Harvey, mido505: Another aspect of Welles' performance in TOMORROW IS FOREVER is the fact that Irving Pichel directed it.
Born in 1891, a Harvard graduate, Pichel had a long career as an actor, director, narrator, and educator (in other words, the kind of career Orson Welles aspired to), ranging from the stage to movies to radio to the University of California. Early on, a close friend of George S. Kaufman (a pal of Welles), he influenced several successful Broadway theatrical careers -- i.e., Joseph Shildkraut. Then, moving to Hollywood, he was originally hired as an actor for the dual role of Dr. Jekyll/Mr. Hyde that went to Fredrick March in the 1931 version of DR. JEKYLL AND MR. HYDE. [Considered "too ethnic," Director Rouben Momouleon waggishly suggested that if Pichel got the part, they would have call the picture, "Mr. Hyde and Mr. Hyde."] Pichel was relegated to exotic character roles and villains of the sort that attracted Orson Welles, and he developed similar makeup and vocal tricks as he played Fagin in OLIVER TWIST (1933), Yomadori in MADAM BUTTERFLY (1932), Sergei Pavlov, a Russian Commissar, in BRITISH AGENT (1934), the German Agent, von Brecht, in THE SILVER STREAK (1934), Apollodorus in CLEOPATRA (1935), Sandor in DRACULA'S DAUGHTER (1936), and General Carabajal in JUAREZ (1938).

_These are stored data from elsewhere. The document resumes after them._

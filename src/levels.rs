//! Level catalog repository
//!
//! Levels live in a single text blob: ASCII layout grids separated by a
//! delimiter line of 21 semicolons. Each character of a layout row is a
//! brick token resolved by the brick registry (space = empty cell).
//! Parsing is pure; loading the same index twice yields the same grid.

use serde::{Deserialize, Serialize};
use thiserror::Error;

/// Delimiter between layouts in the catalog blob
const LEVEL_DELIMITER: &str = ";;;;;;;;;;;;;;;;;;;;;";

/// Catalog shipped with the crate, used by the demo binary and tests.
const BUILTIN_CATALOG: &str = include_str!("../assets/levels.txt");

/// Errors from the level repository
#[derive(Debug, Error)]
pub enum LevelError {
    /// Requested level index past the end of the catalog
    #[error("level {index} not found (catalog has {count} levels)")]
    NotFound { index: usize, count: usize },

    /// Backing store unreadable
    #[error("failed to read level catalog")]
    Io(#[from] std::io::Error),

    /// Catalog contained no usable layouts
    #[error("level catalog is empty")]
    Empty,
}

/// A single level: an immutable grid of brick tokens plus its index.
#[derive(Debug, Clone, PartialEq, Eq, Serialize, Deserialize)]
pub struct Level {
    /// Layout rows, each character a brick token
    pub layout: Vec<String>,
    /// Zero-based index in the catalog
    pub number: usize,
}

impl Level {
    /// Length of the longest layout row (grid width in cells)
    pub fn width(&self) -> usize {
        self.layout.iter().map(|row| row.len()).max().unwrap_or(0)
    }

    /// Number of layout rows (grid height in cells)
    pub fn height(&self) -> usize {
        self.layout.len()
    }
}

/// A parsed level catalog.
#[derive(Debug, Clone)]
pub struct LevelSet {
    layouts: Vec<Vec<String>>,
}

impl LevelSet {
    /// Parse a catalog blob into a level set.
    pub fn from_str(blob: &str) -> Result<Self, LevelError> {
        let layouts: Vec<Vec<String>> = blob
            .split(LEVEL_DELIMITER)
            .filter(|chunk| !chunk.trim().is_empty())
            .map(|chunk| {
                chunk
                    .lines()
                    .skip_while(|line| line.is_empty())
                    .map(str::to_owned)
                    .collect()
            })
            .collect();

        if layouts.is_empty() {
            return Err(LevelError::Empty);
        }

        log::debug!("parsed level catalog: {} levels", layouts.len());
        Ok(Self { layouts })
    }

    /// Read and parse a catalog file.
    pub fn load(path: &std::path::Path) -> Result<Self, LevelError> {
        let blob = std::fs::read_to_string(path)?;
        Self::from_str(&blob)
    }

    /// The catalog embedded in the crate.
    pub fn builtin() -> Self {
        Self::from_str(BUILTIN_CATALOG).expect("builtin catalog is non-empty")
    }

    /// Number of levels in the catalog.
    pub fn level_count(&self) -> usize {
        self.layouts.len()
    }

    /// Load the level at `index`.
    pub fn level(&self, index: usize) -> Result<Level, LevelError> {
        let layout = self
            .layouts
            .get(index)
            .ok_or(LevelError::NotFound {
                index,
                count: self.layouts.len(),
            })?
            .clone();
        Ok(Level {
            layout,
            number: index,
        })
    }
}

Also, in that time, Pichel gained directing experience in Hollywood and on the new medium of Radio. He co-directed THE MOST DANGEROUS GAME (with Ernst B.Schoedsack -- 1931), directed SHE (1935), I MARRIED A NAZI (aka, The Man I Married, 1940), THE MOON IS DOWN (1943), and THEY WON'T BELIEVE ME (1947). He acted in and directed various radio shows of the 1940's, and was the narrator for John Ford's HOW GREEN WAS MY VALLEY (1941), DECEMBER 7TH (1943), and SHE WORE A YELLOW RIBBON (1949).
He occasionally took small parts in the films he directed.
And so, despite his ups and downs, Pichel was the kind of actor/director/narrator who might very well have been suited to Welles in 1946, when they made TOMORROW IS FOREVER together.
At the time of his death, Pichel was teaching at UCLA, and involved in religious projects (another Wellsian interest) such as MARTIN LUTHER (1953) and DAY OF TRIUMPH (1954), a life of Christ.